ResNet 残差连接（最重要的创新之一）

python

class ResidualBlock(nn.Module):
    """残差块：y = F(x) + x"""

    def __init__(self, channels):
        super().__init__()
        self.conv1 = nn.Conv2d(channels, channels, 3, padding=1)
        self.bn1 = nn.BatchNorm2d(channels)
        self.conv2 = nn.Conv2d(channels, channels, 3, padding=1)
        self.bn2 = nn.BatchNorm2d(channels)

    def forward(self, x):
        residual = x                              # 保存输入
        out = F.relu(self.bn1(self.conv1(x)))
        out = self.bn2(self.conv2(out))
        out = out + residual                      # 残差连接：直接加上输入
        return F.relu(out)

残差连接是理解 Transformer 的关键——Transformer 的每个子层都使用了残差连接 + Layer Norm。

5. CNN 实战：CIFAR-10 图像分类

python

import torch
import torch.nn as nn
import torch.nn.functional as F
from torchvision import datasets, transforms
from torch.utils.data import DataLoader

# --- 数据准备 ---
transform_train = transforms.Compose([
    transforms.RandomHorizontalFlip(),
    transforms.RandomCrop(32, padding=4),
    transforms.ToTensor(),
    transforms.Normalize((0.4914, 0.4822, 0.4465), (0.2023, 0.1994, 0.2010)),
])

transform_test = transforms.Compose([
    transforms.ToTensor(),
    transforms.Normalize((0.4914, 0.4822, 0.4465), (0.2023, 0.1994, 0.2010)),
])

train_set = datasets.CIFAR10(root='./data', train=True, download=True, transform=transform_train)
test_set = datasets.CIFAR10(root='./data', train=False, download=True, transform=transform_test)

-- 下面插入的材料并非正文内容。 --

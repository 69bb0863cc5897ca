//! Stateless cap validation consulted before capital-increasing operations.
//!
//! Every check fails closed: a breach returns a typed error and the caller
//! reverts before touching storage.
//!
//! Borrow, LTV and liquidation helpers only validate numbers; there is no
//! lending engine behind them.

use odra::prelude::*;
use odra::casper_types::U256;
use crate::errors::VaultError;
use crate::math::{bps_of, is_valid_bps, mul_div, Rounding, BPS_SCALE};

/// Guard values, replaced only by an admin.
#[odra::odra_type]
pub struct RiskConfig {
    /// Share of `max_deposit` open to deposits, in bps
    pub deposit_cap_bps: u32,
    /// Share of total assets that may be borrowed, in bps
    pub borrow_cap_bps: u32,
    /// Maximum loan-to-value, in bps
    pub ltv_bps: u32,
    /// Debt/collateral ratio at which a position becomes liquidatable, in bps
    pub liquidation_threshold_bps: u32,
    /// Penalty charged on liquidated debt, in bps
    pub liquidation_penalty_bps: u32,
    /// Absolute total-assets ceiling (0 = uncapped)
    pub max_deposit: U256,
    /// Absolute borrow ceiling (0 = uncapped)
    pub max_borrow: U256,
}

impl RiskConfig {
    /// Config that never rejects a deposit
    pub fn uncapped() -> Self {
        Self {
            deposit_cap_bps: BPS_SCALE,
            borrow_cap_bps: 0,
            ltv_bps: 0,
            liquidation_threshold_bps: 0,
            liquidation_penalty_bps: 0,
            max_deposit: U256::zero(),
            max_borrow: U256::zero(),
        }
    }
}

/// Reject out-of-range or inconsistent guard values.
pub fn validate_config(config: &RiskConfig) -> Result<(), VaultError> {
    let all_bps = [
        config.deposit_cap_bps,
        config.borrow_cap_bps,
        config.ltv_bps,
        config.liquidation_threshold_bps,
        config.liquidation_penalty_bps,
    ];
    if all_bps.iter().any(|bps| !is_valid_bps(*bps)) {
        return Err(VaultError::InvalidConfig);
    }
    // LTV must stay below the liquidation line or every loan opens liquidatable
    if config.liquidation_threshold_bps != 0 && config.ltv_bps > config.liquidation_threshold_bps {
        return Err(VaultError::InvalidConfig);
    }
    Ok(())
}

/// Total-assets ceiling, `None` when uncapped.
pub fn deposit_ceiling(config: &RiskConfig) -> Option<U256> {
    if config.max_deposit.is_zero() {
        None
    } else {
        Some(bps_of(config.max_deposit, config.deposit_cap_bps))
    }
}

/// Fail with `CapExceeded` if `assets` would lift total assets over the ceiling.
pub fn check_deposit(config: &RiskConfig, total_assets: U256, assets: U256) -> Result<(), VaultError> {
    let after = total_assets.checked_add(assets).ok_or(VaultError::MathOverflow)?;
    match deposit_ceiling(config) {
        Some(ceiling) if after > ceiling => Err(VaultError::CapExceeded),
        _ => Ok(()),
    }
}

/// Largest deposit the ceiling still admits.
pub fn max_depositable(config: &RiskConfig, total_assets: U256) -> U256 {
    match deposit_ceiling(config) {
        Some(ceiling) => ceiling.saturating_sub(total_assets),
        None => U256::MAX,
    }
}

/// Fail with `BorrowCapExceeded` if borrowing `amount` more breaks either cap.
pub fn check_borrow(
    config: &RiskConfig,
    total_assets: U256,
    total_borrowed: U256,
    amount: U256,
) -> Result<(), VaultError> {
    let after = total_borrowed.checked_add(amount).ok_or(VaultError::MathOverflow)?;
    if after > bps_of(total_assets, config.borrow_cap_bps) {
        return Err(VaultError::BorrowCapExceeded);
    }
    if !config.max_borrow.is_zero() && after > config.max_borrow {
        return Err(VaultError::BorrowCapExceeded);
    }
    Ok(())
}

/// Fail with `LtvExceeded` if `debt` is above the LTV limit for `collateral_value`.
pub fn check_ltv(config: &RiskConfig, collateral_value: U256, debt: U256) -> Result<(), VaultError> {
    let limit = mul_div(collateral_value, U256::from(config.ltv_bps), U256::from(BPS_SCALE), Rounding::Down)?;
    if debt > limit {
        return Err(VaultError::LtvExceeded);
    }
    Ok(())
}

/// Whether `debt` has crossed the liquidation threshold.
pub fn is_liquidatable(config: &RiskConfig, collateral_value: U256, debt: U256) -> bool {
    if debt.is_zero() {
        return false;
    }
    debt > bps_of(collateral_value, config.liquidation_threshold_bps)
}

/// Penalty owed when `debt` is liquidated.
pub fn liquidation_penalty(config: &RiskConfig, debt: U256) -> U256 {
    bps_of(debt, config.liquidation_penalty_bps)
}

train_loader = DataLoader(train_set, batch_size=128, shuffle=True, num_workers=2)
test_loader = DataLoader(test_set, batch_size=128, shuffle=False, num_workers=2)

# --- CNN 模型 ---
class SimpleCNN(nn.Module):
    def __init__(self):
        super().__init__()
        self.features = nn.Sequential(
            # Block 1: 3 → 32
            nn.Conv2d(3, 32, 3, padding=1),
            nn.BatchNorm2d(32),
            nn.ReLU(),
            nn.MaxPool2d(2),              # 32×32 → 16×16

            # Block 2: 32 → 64
            nn.Conv2d(32, 64, 3, padding=1),
            nn.BatchNorm2d(64),
            nn.ReLU(),
            nn.MaxPool2d(2),              # 16×16 → 8×8

            # Block 3: 64 → 128
            nn.Conv2d(64, 128, 3, padding=1),
            nn.BatchNorm2d(128),
            nn.ReLU(),
            nn.AdaptiveAvgPool2d(1),      # 8×8 → 1×1
        )
        self.classifier = nn.Sequential(
            nn.Flatten(),
            nn.Dropout(0.5),
            nn.Linear(128, 10),
        )

    def forward(self, x):
        x = self.features(x)
        x = self.classifier(x)
        return x

# --- 训练 ---
device = torch.device('cuda' if torch.cuda.is_available() else 'cpu')
model = SimpleCNN().to(device)
optimizer = torch.optim.Adam(model.parameters(), lr=0.001)
criterion = nn.CrossEntropyLoss()

for epoch in range(20):
    model.train()
    total_loss = 0
    for images, labels in train_loader:
        images, labels = images.to(device), labels.to(device)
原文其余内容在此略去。